Y para terminar, ¿saben ustedes cuál es el principal tabú en asuntos de sexualidad? La total impudicia con que actúan las empresas de difusión, que manipulan el cuerpo humano –la obra cumbre de la creación– para vender o venderse. La televisión, muchas revistas, las empresas de diarios y algunos materiales que circulan en internet producen un clima de exacerbado de maltrato del erotismo, ajeno a todo fin artístico e informativo, impulsado sólo por fines mercantilistas. Y para mayor ironía, se escudan en la libertad de difusión de las ideas. Son intocables, el tabú prototípico. Y aclaro, no me refiero a que se busque la censura, sino que se dé el respeto necesario a la sexualidad. Considero hipocresía químicamente pura el farisaico desvelo de esas empresas por la educación sexual. Mientras continúen comerciando con el cuerpo humano, de poco servirá la educación para la afectividad y la sexualidad.
Comentarios
- Ronal Vargas2012-08-10 Excelente comentario de Miguel Picado, lástima que no es Obispo de la iglesia Católica, porque entonces "otro gallo cantaría"... La iglesias deberían leer más aquel versículo del Génesis, después de que Dios creó a la mujer y al hombre desnudos y sexuados y dijo: "Y vio Dios que era Bueno"... ¿Cómo siguen llamando MALO e idencente a lo que DIOS dijo ser bueno? Un verdadero seguidor de la BIBLIA debería poner en un lugar de dignidad principal el cuerpo sexuado del ser humano y educarlo para ejercer con sabiduría y ética su sexualidad... Bienvenida la Educación sexual a los Centros educativos del país...pero mucho OJO con los docentes de ciencias que tengan enfermedades sexuales, en especial si son pedreastas, pues saldría más caro el caldo que los huevos...

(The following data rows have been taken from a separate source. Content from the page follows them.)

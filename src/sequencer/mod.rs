// Sequencer module - Metronome configuration, tick model and the look-ahead
// beat scheduler

pub mod accents;
pub mod config;
pub mod driver;
pub mod scheduler;
pub mod tick;
pub mod timeline;

pub use accents::{AccentLevel, MeterClass, default_pattern};
pub use config::MetronomeConfig;
pub use driver::SchedulerThread;
pub use scheduler::{BeatScheduler, POLL_INTERVAL, RESYNC_GUARD, SCHEDULE_AHEAD, SchedulerListeners};
pub use tick::{TickEvent, TickKind};
pub use timeline::{Subdivision, Tempo, TimeSignature};

use crate::output::{OutputError, SinkErrorEvent};
use serde::Serialize;
use thiserror::Error;

/// Scheduler errors, delivered to error listeners and returned by one-shot calls
#[derive(Debug, Error)]
pub enum SchedulerError {
    #[error("Scheduler initialization failed: {0}")]
    Initialization(#[source] OutputError),

    #[error("Scheduler is not initialized")]
    NotInitialized,

    #[error("Scheduler has been disposed")]
    Disposed,

    #[error("Tick dispatch to sink '{sink}' failed: {source}")]
    TickDispatch {
        sink: String,
        #[source]
        source: OutputError,
    },

    #[error("Output registry error: {0}")]
    Registry(#[from] OutputError),

    #[error("Sink '{}' reported: {}", .0.sink_id, .0.message)]
    Sink(SinkErrorEvent),
}

pub type SchedulerResult<T> = Result<T, SchedulerError>;

/// Lifecycle state of a beat scheduler
#[derive(Debug, Clone, Copy, PartialEq, Eq, Default, Serialize)]
#[serde(rename_all = "lowercase")]
pub enum SchedulerState {
    #[default]
    Uninitialized,
    Ready,
    Playing,
    Disposed,
}

/// Immutable view of the scheduler, emitted on every state or config change
#[derive(Debug, Clone, PartialEq, Serialize)]
pub struct SchedulerSnapshot {
    pub state: SchedulerState,
    pub config: MetronomeConfig,
    pub beat_index: usize,
    pub measure: u32,
    pub beat_duration_ms: f64,
}

impl SchedulerSnapshot {
    pub fn is_playing(&self) -> bool {
        self.state == SchedulerState::Playing
    }
}
pub struct BeatScheduler {
    clock: Option<SharedClock>,
    registry: SharedRegistry,
    config: MetronomeConfig,
    state: SchedulerState,
    sink_id: Option<String>,

    beat_index: usize,
    measure: u32,
    /// Clock time of the next main beat
    next_note_time: f64,
    /// Pending poll re-arm; None when the loop is cancelled
    armed: Option<Duration>,

    listeners: SchedulerListeners,
    sink_errors: Option<Subscription>,
    held_errors: Arc<Mutex<HeldErrors>>,
}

- jose ramírez 2012-08-10 Coincido con el señor Ronald Vargas en que es bien venida la Educación Sexual a los Centros Educativos, de igual manera que el Ministerio tiene que preparar y vigilar a los que les corresponderá impartirla...siendo que no convence que sean los profesores o profesoras de Ciencias, pareciera que esto se hace para aprovechar plazas existentes y no tener que abrir otras especiales o exclusivas para el tema, pero eso queda para la discusión posterior. Con todo respeto, creo que el mal de la iglesia católica como religión ¨oficial¨ - pudiendo ser quizás en otras sectas religiosas - es el mismo de la clase politiquera que nos invade desde hace muchos años, y es que están manejados por un grupito muy pequeño, que son los que toman la decisiones finales, nombran a su tripulación y la ponen a su servicio. Al final terminamos en los mismo, se nombra gente incapaz, serviles y muchas veces ineptos en cargos claves de toma de decisiones y más... terminando en algo LETAL para nuestro pueblo pero clave y acorde con los intereses de este grupito - muy reducido por cierto - que controla esta nación.